#### Supplied data

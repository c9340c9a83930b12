use std::sync::Arc;

use relic_types::{ObjectId, ObjectKind};

use crate::commit::Commit;
use crate::error::{StoreError, StoreResult};
use crate::repository::RepoShared;
use crate::tag::Tag;
use crate::tree::Tree;

/// A fully parsed object.
///
/// The kind set is closed, so a tagged enum carries the variants; callers
/// that need a generic object match on it or go through the typed
/// accessors. Variants are `Arc`-wrapped: clones are cheap and the same
/// parsed instance is shared between the sparse handles that reference it.
#[derive(Clone, Debug)]
pub enum Object {
    Blob(Arc<Blob>),
    Tree(Arc<Tree>),
    Commit(Arc<Commit>),
    Tag(Arc<Tag>),
}

impl Object {
    /// Parse a raw payload into the typed object for `kind`. `id` is the
    /// content address the payload was fetched under.
    pub(crate) fn parse(
        kind: ObjectKind,
        id: ObjectId,
        data: &[u8],
        repo: &Arc<RepoShared>,
    ) -> StoreResult<Self> {
        Ok(match kind {
            ObjectKind::Blob => Self::Blob(Arc::new(Blob::parse(id, data))),
            ObjectKind::Tree => Self::Tree(Arc::new(Tree::parse(id, data, repo)?)),
            ObjectKind::Commit => Self::Commit(Arc::new(Commit::parse(id, data, repo)?)),
            ObjectKind::Tag => Self::Tag(Arc::new(Tag::parse(id, data, repo)?)),
        })
    }

    /// Serialize back to the exact payload bytes the content address is
    /// computed over.
    pub fn serialize(&self) -> StoreResult<Vec<u8>> {
        match self {
            Self::Blob(blob) => Ok(blob.data.clone()),
            Self::Tree(tree) => tree.serialize(),
            Self::Commit(commit) => commit.serialize(),
            Self::Tag(tag) => tag.serialize(),
        }
    }

    pub fn kind(&self) -> ObjectKind {
        match self {
            Self::Blob(_) => ObjectKind::Blob,
            Self::Tree(_) => ObjectKind::Tree,
            Self::Commit(_) => ObjectKind::Commit,
            Self::Tag(_) => ObjectKind::Tag,
        }
    }

    /// The content address this object was parsed under, or null for
    /// objects built in memory and not yet written.
    pub fn id(&self) -> ObjectId {
        match self {
            Self::Blob(blob) => blob.id,
            Self::Tree(tree) => tree.id,
            Self::Commit(commit) => commit.id,
            Self::Tag(tag) => tag.id,
        }
    }

    pub fn as_blob(&self) -> StoreResult<Arc<Blob>> {
        match self {
            Self::Blob(blob) => Ok(Arc::clone(blob)),
            other => Err(mismatch(ObjectKind::Blob, other)),
        }
    }

    pub fn as_tree(&self) -> StoreResult<Arc<Tree>> {
        match self {
            Self::Tree(tree) => Ok(Arc::clone(tree)),
            other => Err(mismatch(ObjectKind::Tree, other)),
        }
    }

    pub fn as_commit(&self) -> StoreResult<Arc<Commit>> {
        match self {
            Self::Commit(commit) => Ok(Arc::clone(commit)),
            other => Err(mismatch(ObjectKind::Commit, other)),
        }
    }

    pub fn as_tag(&self) -> StoreResult<Arc<Tag>> {
        match self {
            Self::Tag(tag) => Ok(Arc::clone(tag)),
            other => Err(mismatch(ObjectKind::Tag, other)),
        }
    }
}

fn mismatch(expected: ObjectKind, actual: &Object) -> StoreError {
    StoreError::TypeMismatch {
        expected,
        actual: actual.kind(),
    }
}

/// Content equality: two objects are equal when they serialize to the same
/// bytes, regardless of whether either has been written yet.
impl PartialEq for Object {
    fn eq(&self, other: &Self) -> bool {
        match (self, other) {
            (Self::Blob(a), Self::Blob(b)) => a == b,
            (Self::Tree(a), Self::Tree(b)) => a == b,
            (Self::Commit(a), Self::Commit(b)) => a == b,
            (Self::Tag(a), Self::Tag(b)) => a == b,
            _ => false,
        }
    }
}

impl Eq for Object {}

impl From<Blob> for Object {
    fn from(blob: Blob) -> Self {
        Self::Blob(Arc::new(blob))
    }
}

impl From<Tree> for Object {
    fn from(tree: Tree) -> Self {
        Self::Tree(Arc::new(tree))
    }
}

impl From<Commit> for Object {
    fn from(commit: Commit) -> Self {
        Self::Commit(Arc::new(commit))
    }
}

impl From<Tag> for Object {
    fn from(tag: Tag) -> Self {
        Self::Tag(Arc::new(tag))
    }
}

/// Raw content object. The payload is opaque; parse and serialize are the
/// identity.
#[derive(Clone, Debug)]
pub struct Blob {
    pub(crate) id: ObjectId,
    pub data: Vec<u8>,
}

impl Blob {
    /// A new, unwritten blob.
    pub fn new(data: Vec<u8>) -> Self {
        Self {
            id: ObjectId::null(),
            data,
        }
    }

    pub(crate) fn parse(id: ObjectId, data: &[u8]) -> Self {
        Self {
            id,
            data: data.to_vec(),
        }
    }

    pub fn id(&self) -> ObjectId {
        self.id
    }

    pub fn len(&self) -> usize {
        self.data.len()
    }

    pub fn is_empty(&self) -> bool {
        self.data.is_empty()
    }
}

impl PartialEq for Blob {
    fn eq(&self, other: &Self) -> bool {
        self.data == other.data
    }
}

impl Eq for Blob {}

#[derive(Debug)]
pub(crate) enum KvError {
    PrefixMismatch,
    MissingNewline,
}

/// Scan one `<prefix><value>\n` line off the front of `data`, returning
/// the value and the remainder. Commit and tag parsing consume their
/// strictly ordered key-value sections with this.
pub(crate) fn read_kv<'a>(data: &'a [u8], prefix: &[u8]) -> Result<(&'a [u8], &'a [u8]), KvError> {
    if !data.starts_with(prefix) {
        return Err(KvError::PrefixMismatch);
    }
    let newline = data
        .iter()
        .position(|&b| b == b'\n')
        .ok_or(KvError::MissingNewline)?;
    Ok((&data[prefix.len()..newline], &data[newline + 1..]))
}

#[cfg(test)]
mod tests {
    use super::*;

    #[test]
    fn blob_parse_is_identity() {
        let blob = Blob::parse(ObjectId::null(), b"some bytes");
        assert_eq!(blob.data, b"some bytes");
        assert_eq!(blob.len(), 10);
    }

    #[test]
    fn blob_equality_ignores_id() {
        let written = Blob::parse(ObjectId::from_raw([1; 20]), b"same");
        let fresh = Blob::new(b"same".to_vec());
        assert_eq!(written, fresh);
    }

    #[test]
    fn object_kind_dispatch() {
        let object = Object::from(Blob::new(b"x".to_vec()));
        assert_eq!(object.kind(), ObjectKind::Blob);
        assert!(object.as_blob().is_ok());
        let err = object.as_tree().unwrap_err();
        assert!(matches!(
            err,
            StoreError::TypeMismatch {
                expected: ObjectKind::Tree,
                actual: ObjectKind::Blob,
            }
        ));
    }

    #[test]
    fn read_kv_splits_value_and_rest() {
        let (value, rest) = read_kv(b"tree abc\nnext", b"tree ").unwrap();
        assert_eq!(value, b"abc");
        assert_eq!(rest, b"next");
    }

    #[test]
    fn read_kv_prefix_mismatch() {
        assert!(matches!(
            read_kv(b"parent abc\n", b"tree "),
            Err(KvError::PrefixMismatch)
        ));
    }

    #[test]
    fn read_kv_missing_newline() {
        assert!(matches!(
            read_kv(b"tree abc", b"tree "),
            Err(KvError::MissingNewline)
        ));
    }
}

########

• Activity: Scan the data above and copy every line with "null" in it.

• Result of this exercise:
    /// The content address this object was parsed under, or null for
            id: ObjectId::null(),
        let blob = Blob::parse(ObjectId::null(), b"some bytes");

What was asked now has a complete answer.